▶ **TASK TO COMPLETE**
Report every line from the following entries that contains the string "skipping".

◇ ◇ ◇

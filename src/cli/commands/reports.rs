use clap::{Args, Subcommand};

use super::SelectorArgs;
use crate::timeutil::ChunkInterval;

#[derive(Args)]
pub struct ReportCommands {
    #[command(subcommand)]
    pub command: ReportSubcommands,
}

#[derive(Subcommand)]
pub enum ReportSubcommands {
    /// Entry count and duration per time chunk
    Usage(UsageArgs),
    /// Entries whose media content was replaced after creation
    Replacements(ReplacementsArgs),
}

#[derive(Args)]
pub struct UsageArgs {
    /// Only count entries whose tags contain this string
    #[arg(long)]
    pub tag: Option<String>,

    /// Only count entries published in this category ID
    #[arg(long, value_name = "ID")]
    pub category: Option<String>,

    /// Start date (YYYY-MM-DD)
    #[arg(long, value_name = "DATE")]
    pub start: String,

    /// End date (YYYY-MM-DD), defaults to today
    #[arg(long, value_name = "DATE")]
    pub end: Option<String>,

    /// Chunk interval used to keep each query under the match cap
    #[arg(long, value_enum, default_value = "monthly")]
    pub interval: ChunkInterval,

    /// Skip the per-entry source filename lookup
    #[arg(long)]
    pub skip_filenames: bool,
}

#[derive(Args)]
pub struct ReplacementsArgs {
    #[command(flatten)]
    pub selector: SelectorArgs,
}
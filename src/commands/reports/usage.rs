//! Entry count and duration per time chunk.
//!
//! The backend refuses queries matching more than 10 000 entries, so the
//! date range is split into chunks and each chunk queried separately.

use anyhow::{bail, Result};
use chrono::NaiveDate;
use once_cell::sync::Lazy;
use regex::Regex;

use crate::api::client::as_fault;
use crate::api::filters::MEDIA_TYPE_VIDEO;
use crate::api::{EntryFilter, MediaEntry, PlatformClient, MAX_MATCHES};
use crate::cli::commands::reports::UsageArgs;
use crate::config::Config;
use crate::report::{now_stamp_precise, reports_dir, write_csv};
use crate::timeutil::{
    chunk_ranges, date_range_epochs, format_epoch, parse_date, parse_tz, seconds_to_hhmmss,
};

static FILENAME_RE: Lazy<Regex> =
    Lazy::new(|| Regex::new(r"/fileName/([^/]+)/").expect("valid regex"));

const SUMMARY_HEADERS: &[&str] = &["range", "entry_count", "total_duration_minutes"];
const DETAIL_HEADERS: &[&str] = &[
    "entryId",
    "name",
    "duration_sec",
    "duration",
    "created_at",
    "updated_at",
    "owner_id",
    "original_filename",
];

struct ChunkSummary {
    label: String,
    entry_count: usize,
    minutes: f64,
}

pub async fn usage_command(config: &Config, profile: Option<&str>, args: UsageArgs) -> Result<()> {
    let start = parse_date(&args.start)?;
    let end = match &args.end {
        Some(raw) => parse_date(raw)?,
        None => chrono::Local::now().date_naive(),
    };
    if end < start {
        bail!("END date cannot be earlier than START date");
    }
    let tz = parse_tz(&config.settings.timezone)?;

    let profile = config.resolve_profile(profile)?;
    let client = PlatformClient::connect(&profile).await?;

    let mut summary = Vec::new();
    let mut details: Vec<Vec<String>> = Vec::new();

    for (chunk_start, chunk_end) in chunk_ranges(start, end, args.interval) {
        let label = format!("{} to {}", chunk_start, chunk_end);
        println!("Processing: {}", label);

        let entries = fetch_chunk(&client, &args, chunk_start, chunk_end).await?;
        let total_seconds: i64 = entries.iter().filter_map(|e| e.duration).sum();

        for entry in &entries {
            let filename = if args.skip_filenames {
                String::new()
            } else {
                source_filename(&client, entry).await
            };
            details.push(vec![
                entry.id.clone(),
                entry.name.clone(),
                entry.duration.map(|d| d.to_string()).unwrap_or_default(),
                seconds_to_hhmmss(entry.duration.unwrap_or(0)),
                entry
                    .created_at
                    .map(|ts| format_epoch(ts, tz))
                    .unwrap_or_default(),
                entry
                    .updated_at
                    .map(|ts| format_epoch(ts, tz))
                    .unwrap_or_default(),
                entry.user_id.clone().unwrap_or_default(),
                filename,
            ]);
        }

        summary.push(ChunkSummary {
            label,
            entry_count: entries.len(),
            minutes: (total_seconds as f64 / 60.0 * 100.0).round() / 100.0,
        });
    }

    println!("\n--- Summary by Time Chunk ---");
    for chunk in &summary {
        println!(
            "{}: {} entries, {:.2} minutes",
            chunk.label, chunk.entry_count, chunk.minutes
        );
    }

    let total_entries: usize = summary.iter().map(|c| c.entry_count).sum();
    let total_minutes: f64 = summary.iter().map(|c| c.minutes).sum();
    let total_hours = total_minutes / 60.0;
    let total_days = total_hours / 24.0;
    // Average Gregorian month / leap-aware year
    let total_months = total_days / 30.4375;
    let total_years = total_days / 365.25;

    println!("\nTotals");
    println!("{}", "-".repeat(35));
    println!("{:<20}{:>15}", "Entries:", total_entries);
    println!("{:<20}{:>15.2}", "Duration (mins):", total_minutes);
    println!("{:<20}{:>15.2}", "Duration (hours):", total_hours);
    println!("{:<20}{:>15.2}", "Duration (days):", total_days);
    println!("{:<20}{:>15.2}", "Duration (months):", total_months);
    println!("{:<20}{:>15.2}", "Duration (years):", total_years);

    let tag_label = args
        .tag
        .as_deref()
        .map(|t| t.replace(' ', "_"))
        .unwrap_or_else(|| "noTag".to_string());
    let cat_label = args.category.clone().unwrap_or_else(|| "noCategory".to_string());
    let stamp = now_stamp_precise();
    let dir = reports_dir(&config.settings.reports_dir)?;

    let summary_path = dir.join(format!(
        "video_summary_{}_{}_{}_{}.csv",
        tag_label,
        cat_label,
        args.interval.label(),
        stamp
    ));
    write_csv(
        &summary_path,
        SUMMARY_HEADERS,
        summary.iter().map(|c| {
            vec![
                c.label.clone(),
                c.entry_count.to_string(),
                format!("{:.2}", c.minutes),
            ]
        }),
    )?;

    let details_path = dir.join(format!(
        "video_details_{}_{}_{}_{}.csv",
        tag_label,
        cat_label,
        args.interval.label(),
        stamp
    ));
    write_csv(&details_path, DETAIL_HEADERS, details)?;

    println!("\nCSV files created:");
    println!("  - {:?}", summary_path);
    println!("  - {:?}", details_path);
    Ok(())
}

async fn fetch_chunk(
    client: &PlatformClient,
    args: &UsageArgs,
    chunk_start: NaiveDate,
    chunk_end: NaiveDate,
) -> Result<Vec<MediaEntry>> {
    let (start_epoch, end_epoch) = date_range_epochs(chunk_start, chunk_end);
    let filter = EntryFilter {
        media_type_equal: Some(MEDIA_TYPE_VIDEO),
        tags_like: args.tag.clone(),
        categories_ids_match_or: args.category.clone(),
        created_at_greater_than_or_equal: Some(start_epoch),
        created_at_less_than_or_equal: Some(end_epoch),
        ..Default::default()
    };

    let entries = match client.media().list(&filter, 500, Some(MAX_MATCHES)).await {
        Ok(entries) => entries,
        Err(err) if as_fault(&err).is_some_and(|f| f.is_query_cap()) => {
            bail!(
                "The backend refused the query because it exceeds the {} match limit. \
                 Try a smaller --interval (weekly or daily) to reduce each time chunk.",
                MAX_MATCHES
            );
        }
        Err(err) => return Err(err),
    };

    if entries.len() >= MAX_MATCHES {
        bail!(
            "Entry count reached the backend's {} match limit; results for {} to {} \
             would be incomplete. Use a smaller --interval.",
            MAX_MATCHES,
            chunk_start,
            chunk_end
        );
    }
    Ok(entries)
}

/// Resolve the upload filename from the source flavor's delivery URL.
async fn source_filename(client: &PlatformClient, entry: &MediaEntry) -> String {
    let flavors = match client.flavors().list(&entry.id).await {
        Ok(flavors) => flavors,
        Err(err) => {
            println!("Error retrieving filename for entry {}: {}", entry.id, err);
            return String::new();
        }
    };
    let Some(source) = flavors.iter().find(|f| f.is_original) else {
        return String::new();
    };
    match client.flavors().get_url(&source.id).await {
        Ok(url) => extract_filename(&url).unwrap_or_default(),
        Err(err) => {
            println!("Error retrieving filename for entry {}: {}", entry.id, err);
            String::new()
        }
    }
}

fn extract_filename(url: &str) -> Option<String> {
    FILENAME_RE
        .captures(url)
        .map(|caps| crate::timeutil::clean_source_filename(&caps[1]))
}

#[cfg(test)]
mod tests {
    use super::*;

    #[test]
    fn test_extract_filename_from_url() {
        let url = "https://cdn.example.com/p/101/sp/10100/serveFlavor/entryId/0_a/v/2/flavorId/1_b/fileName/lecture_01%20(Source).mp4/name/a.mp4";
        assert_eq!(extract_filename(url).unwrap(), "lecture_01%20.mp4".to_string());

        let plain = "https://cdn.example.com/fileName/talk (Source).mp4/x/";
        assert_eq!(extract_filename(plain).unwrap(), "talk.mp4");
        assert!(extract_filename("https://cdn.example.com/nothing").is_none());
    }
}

◇ ◇ ◇

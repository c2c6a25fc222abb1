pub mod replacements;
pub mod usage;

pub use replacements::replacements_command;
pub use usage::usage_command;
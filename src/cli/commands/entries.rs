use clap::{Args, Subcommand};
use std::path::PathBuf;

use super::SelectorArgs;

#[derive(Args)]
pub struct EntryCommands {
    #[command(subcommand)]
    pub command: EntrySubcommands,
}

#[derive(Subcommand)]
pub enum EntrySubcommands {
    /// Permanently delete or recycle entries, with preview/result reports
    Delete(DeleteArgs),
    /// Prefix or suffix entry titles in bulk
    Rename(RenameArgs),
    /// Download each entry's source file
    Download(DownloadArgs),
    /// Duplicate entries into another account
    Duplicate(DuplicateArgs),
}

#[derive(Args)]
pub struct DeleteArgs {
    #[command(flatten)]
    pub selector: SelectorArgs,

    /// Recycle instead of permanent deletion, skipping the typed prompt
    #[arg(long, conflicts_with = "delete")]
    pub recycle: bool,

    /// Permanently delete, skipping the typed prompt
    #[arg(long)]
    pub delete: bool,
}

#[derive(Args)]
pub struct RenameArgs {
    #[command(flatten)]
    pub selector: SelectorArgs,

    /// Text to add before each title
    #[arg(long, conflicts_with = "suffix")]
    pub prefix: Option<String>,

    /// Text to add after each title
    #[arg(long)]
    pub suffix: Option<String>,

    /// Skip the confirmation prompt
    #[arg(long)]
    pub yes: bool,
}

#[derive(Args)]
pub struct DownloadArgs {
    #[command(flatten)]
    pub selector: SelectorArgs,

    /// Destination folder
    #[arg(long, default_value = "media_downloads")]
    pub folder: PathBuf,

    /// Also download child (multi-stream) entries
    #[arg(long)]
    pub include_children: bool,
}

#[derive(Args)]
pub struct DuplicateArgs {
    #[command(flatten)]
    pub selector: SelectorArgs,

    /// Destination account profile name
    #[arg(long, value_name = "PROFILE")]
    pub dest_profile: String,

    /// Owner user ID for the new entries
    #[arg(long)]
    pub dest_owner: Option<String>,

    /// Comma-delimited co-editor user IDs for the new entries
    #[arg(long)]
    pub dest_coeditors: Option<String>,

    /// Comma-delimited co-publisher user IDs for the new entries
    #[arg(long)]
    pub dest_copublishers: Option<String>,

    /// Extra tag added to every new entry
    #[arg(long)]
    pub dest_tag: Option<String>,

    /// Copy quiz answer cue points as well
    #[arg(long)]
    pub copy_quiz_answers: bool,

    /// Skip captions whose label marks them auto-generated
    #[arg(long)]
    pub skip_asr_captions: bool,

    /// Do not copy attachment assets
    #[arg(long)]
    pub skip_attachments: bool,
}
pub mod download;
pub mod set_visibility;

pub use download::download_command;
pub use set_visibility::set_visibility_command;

◇ ◇ ◇

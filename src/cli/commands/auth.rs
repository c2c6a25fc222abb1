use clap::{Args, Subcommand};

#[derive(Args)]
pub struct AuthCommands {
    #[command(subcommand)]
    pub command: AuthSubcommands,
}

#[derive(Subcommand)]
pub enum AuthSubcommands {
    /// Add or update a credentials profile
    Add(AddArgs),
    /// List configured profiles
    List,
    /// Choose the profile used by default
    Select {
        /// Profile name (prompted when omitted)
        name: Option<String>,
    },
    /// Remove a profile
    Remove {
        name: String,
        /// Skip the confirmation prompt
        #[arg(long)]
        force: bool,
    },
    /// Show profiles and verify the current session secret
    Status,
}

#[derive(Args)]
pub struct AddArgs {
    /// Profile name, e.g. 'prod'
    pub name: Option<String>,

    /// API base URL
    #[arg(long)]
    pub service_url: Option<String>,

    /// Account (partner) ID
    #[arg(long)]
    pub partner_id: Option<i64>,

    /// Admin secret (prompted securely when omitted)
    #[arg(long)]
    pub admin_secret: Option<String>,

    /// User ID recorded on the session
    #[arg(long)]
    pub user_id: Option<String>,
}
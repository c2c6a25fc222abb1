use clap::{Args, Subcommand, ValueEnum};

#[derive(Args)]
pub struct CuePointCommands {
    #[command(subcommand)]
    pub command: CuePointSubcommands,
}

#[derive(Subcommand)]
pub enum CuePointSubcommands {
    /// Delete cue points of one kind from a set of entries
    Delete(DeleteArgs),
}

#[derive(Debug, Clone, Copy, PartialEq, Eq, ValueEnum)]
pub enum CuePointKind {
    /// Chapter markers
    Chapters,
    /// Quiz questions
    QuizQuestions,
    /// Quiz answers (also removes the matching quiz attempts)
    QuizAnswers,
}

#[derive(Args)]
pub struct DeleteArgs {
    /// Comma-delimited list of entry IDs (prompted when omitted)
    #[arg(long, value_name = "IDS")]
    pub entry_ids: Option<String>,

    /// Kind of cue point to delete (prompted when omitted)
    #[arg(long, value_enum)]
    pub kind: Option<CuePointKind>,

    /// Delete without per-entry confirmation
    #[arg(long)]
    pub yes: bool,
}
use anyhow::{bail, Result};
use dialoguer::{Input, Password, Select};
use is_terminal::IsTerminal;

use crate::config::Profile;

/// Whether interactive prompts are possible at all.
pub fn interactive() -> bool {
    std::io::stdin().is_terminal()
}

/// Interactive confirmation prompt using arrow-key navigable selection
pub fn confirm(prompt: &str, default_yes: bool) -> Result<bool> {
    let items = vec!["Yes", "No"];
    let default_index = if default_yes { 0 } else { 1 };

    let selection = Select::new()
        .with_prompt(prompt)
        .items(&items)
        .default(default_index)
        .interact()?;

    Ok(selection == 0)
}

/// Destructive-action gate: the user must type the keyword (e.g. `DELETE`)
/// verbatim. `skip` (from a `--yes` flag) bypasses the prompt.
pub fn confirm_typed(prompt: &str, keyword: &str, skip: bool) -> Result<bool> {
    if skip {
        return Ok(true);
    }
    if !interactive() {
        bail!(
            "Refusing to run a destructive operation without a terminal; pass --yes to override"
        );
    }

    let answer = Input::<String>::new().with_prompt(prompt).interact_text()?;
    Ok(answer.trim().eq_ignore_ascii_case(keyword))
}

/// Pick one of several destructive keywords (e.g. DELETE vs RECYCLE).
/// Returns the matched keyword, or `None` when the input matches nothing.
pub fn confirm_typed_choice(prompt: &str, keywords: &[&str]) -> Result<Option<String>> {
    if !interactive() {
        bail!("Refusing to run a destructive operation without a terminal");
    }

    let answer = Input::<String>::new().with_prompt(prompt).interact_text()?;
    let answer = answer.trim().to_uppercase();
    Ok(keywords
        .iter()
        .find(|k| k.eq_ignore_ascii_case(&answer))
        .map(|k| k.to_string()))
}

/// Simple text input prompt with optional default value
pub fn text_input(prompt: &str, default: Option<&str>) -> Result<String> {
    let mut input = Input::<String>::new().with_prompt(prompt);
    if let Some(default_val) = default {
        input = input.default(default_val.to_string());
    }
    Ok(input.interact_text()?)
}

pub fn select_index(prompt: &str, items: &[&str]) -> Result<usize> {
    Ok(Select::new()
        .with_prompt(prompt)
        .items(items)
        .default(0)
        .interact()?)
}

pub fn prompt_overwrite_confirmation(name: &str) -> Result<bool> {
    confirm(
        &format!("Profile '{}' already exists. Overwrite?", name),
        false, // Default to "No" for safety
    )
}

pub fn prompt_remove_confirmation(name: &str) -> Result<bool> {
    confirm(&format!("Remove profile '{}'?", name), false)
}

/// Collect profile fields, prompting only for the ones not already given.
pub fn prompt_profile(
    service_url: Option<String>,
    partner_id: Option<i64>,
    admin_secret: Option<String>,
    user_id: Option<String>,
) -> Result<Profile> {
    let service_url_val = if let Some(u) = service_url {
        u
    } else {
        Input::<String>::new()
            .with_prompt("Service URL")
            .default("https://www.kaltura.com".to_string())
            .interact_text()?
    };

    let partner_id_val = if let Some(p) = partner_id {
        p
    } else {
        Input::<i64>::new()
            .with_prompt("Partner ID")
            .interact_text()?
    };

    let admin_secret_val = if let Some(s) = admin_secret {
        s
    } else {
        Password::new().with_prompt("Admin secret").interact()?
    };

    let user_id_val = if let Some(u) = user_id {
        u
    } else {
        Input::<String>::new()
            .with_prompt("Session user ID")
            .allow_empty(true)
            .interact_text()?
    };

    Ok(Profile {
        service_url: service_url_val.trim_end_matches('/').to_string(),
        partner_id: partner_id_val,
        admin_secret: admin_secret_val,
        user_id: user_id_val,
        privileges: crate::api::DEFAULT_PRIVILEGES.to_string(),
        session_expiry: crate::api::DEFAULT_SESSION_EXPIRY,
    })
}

◇ ◇ ◇

▶ **WRITTEN RESPONSE**
    /// Recycle instead of permanent deletion, skipping the typed prompt
    /// Permanently delete, skipping the typed prompt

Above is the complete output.